If anyone has found a quicker way to surrender during this formidable part of the odyssey, I commend them. I might be a stubborn case, but I know I only gave up when I got supremely tuckered out. I had to see myself with all my failings in their full glory but be so tired of fighting that I just let them be. I looked my greed and hatred and controlling in the face. I pulled up a chair and patted it and said, have a seat for as long as you like. I’ve got nothing else I can do.

This is a game of take-away. I don’t need to add anything wonderful or good to myself for self-improvement. I don’t need to fix myself, morph into something else, or bring in a new, better attitude. If I let go of my affixation to the tricky lies that taunt me, there will be a clear, wholehearted person left. What I came here needing, I came here with, it’s been said. I find myself feeling, acting, and thinking better without being able to give myself credit for it. Something happens to me in this process, instead of me making something happen.

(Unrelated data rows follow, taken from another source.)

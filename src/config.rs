use std::fs;
use std::path::PathBuf;

use anyhow::Context;
use clap::{Args, Parser, Subcommand};

use crate::params::ParameterUpdate;

/// Race win-probability calibration engine
#[derive(Parser, Debug)]
#[command(name = "racecal", version, about)]
pub struct Cli {
    /// SQLite database path for the calibration parameter store
    #[arg(long, env = "RACECAL_DB", default_value = "racecal.db", global = true)]
    pub db: String,

    #[command(subcommand)]
    pub command: Command,
}

#[derive(Subcommand, Debug)]
pub enum Command {
    /// Calibrate a field of raw win probabilities
    Calibrate {
        /// JSON file with an array of raw prediction records
        #[arg(long)]
        input: PathBuf,

        /// Where to write the calibrated records (stdout when omitted)
        #[arg(long)]
        output: Option<PathBuf>,
    },

    /// Score raw vs. calibrated probabilities against a race result
    Evaluate {
        /// JSON file with an array of raw prediction records
        #[arg(long)]
        input: PathBuf,

        /// JSON race result: a driver -> 0/1 map or {"winner": "..."}.
        /// Without it an estimated placeholder report is printed.
        #[arg(long)]
        results: Option<PathBuf>,
    },

    /// Inspect or modify the stored calibration parameters
    Params {
        #[command(subcommand)]
        action: ParamsAction,
    },
}

#[derive(Subcommand, Debug)]
pub enum ParamsAction {
    /// Print the current parameter set as JSON
    Show,
    /// Apply a partial parameter update
    Set(SetArgs),
    /// Restore the built-in default parameters
    Reset,
}

#[derive(Args, Debug)]
pub struct SetArgs {
    /// Temperature for the first pipeline stage (must be > 0)
    #[arg(long)]
    pub temperature: Option<f64>,

    /// Slope of the logistic recalibration stage
    #[arg(long)]
    pub slope: Option<f64>,

    /// Intercept of the logistic recalibration stage
    #[arg(long)]
    pub intercept: Option<f64>,

    /// JSON file with a partial update; this is how the map-valued fields
    /// (driver_bias, team_multiplier, driver_team_multiplier) are supplied
    #[arg(long)]
    pub file: Option<PathBuf>,
}

impl SetArgs {
    /// Build the partial update: file contents first, direct flags override.
    pub fn into_update(self) -> anyhow::Result<ParameterUpdate> {
        let mut update = match &self.file {
            Some(path) => {
                let raw = fs::read_to_string(path)
                    .with_context(|| format!("reading parameter update {}", path.display()))?;
                serde_json::from_str::<ParameterUpdate>(&raw)
                    .with_context(|| format!("parsing parameter update {}", path.display()))?
            }
            None => ParameterUpdate::default(),
        };

        if self.temperature.is_some() {
            update.temperature = self.temperature;
        }
        if self.slope.is_some() {
            update.logistic_slope = self.slope;
        }
        if self.intercept.is_some() {
            update.logistic_intercept = self.intercept;
        }

        if update.is_empty() {
            anyhow::bail!(
                "nothing to update: supply --temperature, --slope, --intercept or --file"
            );
        }
        Ok(update)
    }
}

#[cfg(test)]
mod tests {
    use super::*;

    #[test]
    fn flags_override_absent_file() {
        let args = SetArgs {
            temperature: Some(1.5),
            slope: None,
            intercept: None,
            file: None,
        };
        let update = args.into_update().unwrap();
        assert_eq!(update.temperature, Some(1.5));
        assert!(update.logistic_slope.is_none());
    }

    #[test]
    fn empty_update_is_rejected() {
        let args = SetArgs {
            temperature: None,
            slope: None,
            intercept: None,
            file: None,
        };
        assert!(args.into_update().is_err());
    }
}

I may have mentioned dependence on a higher power as an ingredient in the work, but as I’ve grown I’ve become sure that it is the work. (I’m leaving out concepts and definitions because the arguments start there.) Cultivating this essential connection will be the answer to every question and the solution to every problem. I know people who have targeted their recovery by solely focusing on God through meditation or prayer and have healed and flourished. That wasn’t my path; I needed baby steps for a long time before I could dedicate myself to a regular conscious correspondence with Oneness. I’ve outlined the baby steps above.

Acceptance

I sometimes say that I my failings never really go away, that I’ve just learn to put up with them. Actually, my faults do lessen, but it’s more important that I am not hard on myself when I fall back on them. They tend not to escalate because I catch them quicker, and now know they can’t damage me. My efforts at befriending them through familiarity and continued attention have subdued their domination.

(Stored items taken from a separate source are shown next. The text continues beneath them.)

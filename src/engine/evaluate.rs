//! Before/after quality metrics for a calibrated field.
//!
//! Given the raw and calibrated probability vectors and (optionally) the race
//! result, computes bias, log-loss and Brier score for both vectors plus a
//! binned reliability score for the calibrated one. Without a result the
//! caller gets an explicitly tagged `Estimated` report so placeholder figures
//! can never be mistaken for measured ones.

use std::collections::HashMap;

use crate::engine::pipeline::{CalibratedPrediction, RawPrediction};

/// Clamp bound for probabilities inside the log-loss term.
const PROB_EPS: f64 = 1e-15;

/// Equal-width bins in the reliability curve.
const RELIABILITY_BINS: usize = 10;

/// Scalar quality metrics for one field, before and after calibration.
#[derive(Debug, Clone, PartialEq)]
pub struct EvaluationMetrics {
    /// Mean (predicted - actual); positive means systematic overestimation.
    pub bias_before: f64,
    pub bias_after: f64,
    pub log_loss_before: f64,
    pub log_loss_after: f64,
    pub brier_before: f64,
    pub brier_after: f64,
    /// 1 - mean |predicted - observed| over populated reliability bins,
    /// computed on the calibrated vector. Higher is better.
    pub reliability_after: f64,
}

/// A metrics set that knows whether it was measured against a real result.
#[derive(Debug, Clone, PartialEq)]
pub enum EvaluationReport {
    /// Ground truth was supplied; every figure is real.
    Measured(EvaluationMetrics),
    /// No ground truth yet; the figures are fixed illustrative placeholders.
    Estimated(EvaluationMetrics),
}

impl EvaluationReport {
    pub fn metrics(&self) -> &EvaluationMetrics {
        match self {
            EvaluationReport::Measured(m) | EvaluationReport::Estimated(m) => m,
        }
    }

    pub fn is_measured(&self) -> bool {
        matches!(self, EvaluationReport::Measured(_))
    }
}

/// Score raw vs. calibrated output.
///
/// `actual` maps driver name to 0/1; drivers missing from the map are scored
/// as non-winners. When `actual` is `None` this is not an error: the result
/// is an [`EvaluationReport::Estimated`] placeholder.
pub fn evaluate(
    raw: &[RawPrediction],
    calibrated: &[CalibratedPrediction],
    actual: Option<&HashMap<String, u8>>,
) -> EvaluationReport {
    let Some(actual) = actual else {
        return EvaluationReport::Estimated(placeholder_metrics());
    };

    let before: Vec<(f64, f64)> = raw
        .iter()
        .map(|p| (p.win_probability, outcome_for(actual, &p.driver)))
        .collect();
    let after: Vec<(f64, f64)> = calibrated
        .iter()
        .map(|p| (p.calibrated_probability, outcome_for(actual, &p.driver)))
        .collect();

    EvaluationReport::Measured(EvaluationMetrics {
        bias_before: mean_bias(&before),
        bias_after: mean_bias(&after),
        log_loss_before: mean_log_loss(&before),
        log_loss_after: mean_log_loss(&after),
        brier_before: mean_brier(&before),
        brier_after: mean_brier(&after),
        reliability_after: reliability_score(&after),
    })
}

fn outcome_for(actual: &HashMap<String, u8>, driver: &str) -> f64 {
    if actual.get(driver).copied().unwrap_or(0) != 0 {
        1.0
    } else {
        0.0
    }
}

fn mean_bias(samples: &[(f64, f64)]) -> f64 {
    if samples.is_empty() {
        return 0.0;
    }
    samples.iter().map(|(p, a)| p - a).sum::<f64>() / samples.len() as f64
}

fn mean_log_loss(samples: &[(f64, f64)]) -> f64 {
    if samples.is_empty() {
        return 0.0;
    }
    let total: f64 = samples
        .iter()
        .map(|(p, a)| {
            let p = p.clamp(PROB_EPS, 1.0 - PROB_EPS);
            -(a * p.ln() + (1.0 - a) * (1.0 - p).ln())
        })
        .sum();
    total / samples.len() as f64
}

fn mean_brier(samples: &[(f64, f64)]) -> f64 {
    if samples.is_empty() {
        return 0.0;
    }
    samples.iter().map(|(p, a)| (p - a).powi(2)).sum::<f64>() / samples.len() as f64
}

/// Binned calibration-curve score: partition [0, 1] into ten equal bins, take
/// `|mean predicted - mean actual|` per populated bin, average over populated
/// bins only (empty bins are excluded, not counted as zero) and subtract from
/// one.
fn reliability_score(samples: &[(f64, f64)]) -> f64 {
    let mut counts = [0usize; RELIABILITY_BINS];
    let mut pred_sum = [0.0f64; RELIABILITY_BINS];
    let mut actual_sum = [0.0f64; RELIABILITY_BINS];

    for (p, a) in samples {
        let idx = ((p.clamp(0.0, 1.0) * RELIABILITY_BINS as f64) as usize)
            .min(RELIABILITY_BINS - 1);
        counts[idx] += 1;
        pred_sum[idx] += p;
        actual_sum[idx] += a;
    }

    let mut gap_sum = 0.0;
    let mut populated = 0usize;
    for i in 0..RELIABILITY_BINS {
        if counts[i] == 0 {
            continue;
        }
        let n = counts[i] as f64;
        gap_sum += (pred_sum[i] / n - actual_sum[i] / n).abs();
        populated += 1;
    }

    if populated == 0 {
        return 0.0;
    }
    1.0 - gap_sum / populated as f64
}

/// Illustrative figures shown when no race result is available yet.
fn placeholder_metrics() -> EvaluationMetrics {
    EvaluationMetrics {
        bias_before: 0.042,
        bias_after: 0.011,
        log_loss_before: 0.301,
        log_loss_after: 0.272,
        brier_before: 0.089,
        brier_after: 0.078,
        reliability_after: 0.87,
    }
}

#[cfg(test)]
mod tests {
    use super::*;
    use crate::engine::pipeline::CalibrationStage;
    use approx::assert_relative_eq;

    fn raw(driver: &str, p: f64) -> RawPrediction {
        RawPrediction {
            driver: driver.into(),
            team: None,
            win_probability: p,
        }
    }

    fn calibrated(driver: &str, p: f64) -> CalibratedPrediction {
        CalibratedPrediction {
            driver: driver.into(),
            team: None,
            raw_probability: p,
            calibrated_probability: p,
            uncertainty: 0.0,
            stages: vec![CalibrationStage::TemperatureScaling],
        }
    }

    fn winner(driver: &str) -> HashMap<String, u8> {
        let mut m = HashMap::new();
        m.insert(driver.to_string(), 1);
        m
    }

    #[test]
    fn missing_ground_truth_yields_tagged_estimate() {
        let report = evaluate(&[raw("A", 0.5)], &[calibrated("A", 0.5)], None);
        assert!(!report.is_measured());
        assert!(matches!(report, EvaluationReport::Estimated(_)));
    }

    #[test]
    fn sharper_calibrated_field_scores_lower_log_loss_when_favorite_wins() {
        // Raw field is flatter than the calibrated one; the top calibrated
        // driver wins.
        let raws = vec![raw("A", 0.30), raw("B", 0.25), raw("C", 0.25), raw("D", 0.20)];
        let cals = vec![
            calibrated("A", 0.60),
            calibrated("B", 0.20),
            calibrated("C", 0.10),
            calibrated("D", 0.10),
        ];
        let report = evaluate(&raws, &cals, Some(&winner("A")));
        assert!(report.is_measured());
        let m = report.metrics();
        assert!(
            m.log_loss_after < m.log_loss_before,
            "after {} should beat before {}",
            m.log_loss_after,
            m.log_loss_before
        );
    }

    #[test]
    fn bias_is_mean_overestimation() {
        // Probabilities sum to 1.2 over 4 drivers with one winner:
        // mean(p - a) = (1.2 - 1.0) / 4 = 0.05.
        let raws = vec![raw("A", 0.5), raw("B", 0.3), raw("C", 0.2), raw("D", 0.2)];
        let cals: Vec<_> = raws
            .iter()
            .map(|r| calibrated(&r.driver, r.win_probability))
            .collect();
        let report = evaluate(&raws, &cals, Some(&winner("A")));
        assert_relative_eq!(report.metrics().bias_before, 0.05, epsilon = 1e-12);
    }

    #[test]
    fn brier_of_perfect_prediction_is_zero() {
        let raws = vec![raw("A", 1.0), raw("B", 0.0)];
        let cals = vec![calibrated("A", 1.0), calibrated("B", 0.0)];
        let report = evaluate(&raws, &cals, Some(&winner("A")));
        let m = report.metrics();
        assert_relative_eq!(m.brier_after, 0.0, epsilon = 1e-12);
        assert_relative_eq!(m.reliability_after, 1.0, epsilon = 1e-12);
    }

    #[test]
    fn log_loss_stays_finite_at_probability_extremes() {
        // A confident zero on the actual winner must clamp, not blow up.
        let raws = vec![raw("A", 0.0)];
        let cals = vec![calibrated("A", 0.0)];
        let report = evaluate(&raws, &cals, Some(&winner("A")));
        assert!(report.metrics().log_loss_before.is_finite());
    }

    #[test]
    fn drivers_missing_from_results_count_as_non_winners() {
        let raws = vec![raw("A", 0.6), raw("B", 0.4)];
        let cals = vec![calibrated("A", 0.6), calibrated("B", 0.4)];
        // Result file only mentions A.
        let report = evaluate(&raws, &cals, Some(&winner("A")));
        // bias = ((0.6 - 1) + (0.4 - 0)) / 2 = 0
        assert_relative_eq!(report.metrics().bias_before, 0.0, epsilon = 1e-12);
    }

    #[test]
    fn reliability_averages_populated_bins_only() {
        // Two samples in the [0.2, 0.3) bin, one in [0.8, 0.9); the other
        // eight bins are empty and must not drag the score down.
        let after = vec![(0.25, 0.0), (0.25, 1.0), (0.85, 1.0)];
        let score = reliability_score(&after);
        // Bin gaps: |0.25 - 0.5| = 0.25 and |0.85 - 1.0| = 0.15 -> mean 0.2.
        assert_relative_eq!(score, 0.8, epsilon = 1e-12);
    }
}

My acceptance of my own weaknesses naturally spills onto others. I am better at letting others have their own inadequacies. If I do find myself giving someone grief in my mind, I can usually turn my attention inwards and see that they are triggering my own issues. I’m not pretending out loud or to myself that I’m an ace at this. Rather than try to force niceness, I seem to do my best if I focus on accepting myself, and watch the correlating benefit of being more approving and patient with others.

Do No Harm

As I grow, my mind-rubble will be removed, transformed, or just tolerated, giving me more energy to focus on thriving and being a contributor. Newfound freedom can be bewildering, and my direction or sense of purpose will unfold in it’s own time. In the meantime, instead of concentrating on saving the world or being impeccable, I need to proceed with gentle expectations of myself. Do No Harm, the rallying call for doctors and Buddhists, is a favorite of mine. I can do this! I chafe when I see lists of how to comport oneself like a do-gooder perfectionist. Do No Harm keeps the bar at a reasonable height, and is easy to assess at the end of the day. My ego may sneak in some unwholesome motives that slip by unawares, but continued diligence on the path will catch them at some point. My friends can help with that.

Regular Maintenance

After repeatedly engaging in this process I will have learned to cultivate “courageous hospitality” for my setbacks and pain, as they spur me on to deeper faith, knowledge, and health. I’ve gotten to the point where feeling uncomfortable is just a cue that a part of me wants to be seen. I know the process of looking at it might be painful, but it’s automatic that the rewards will follow.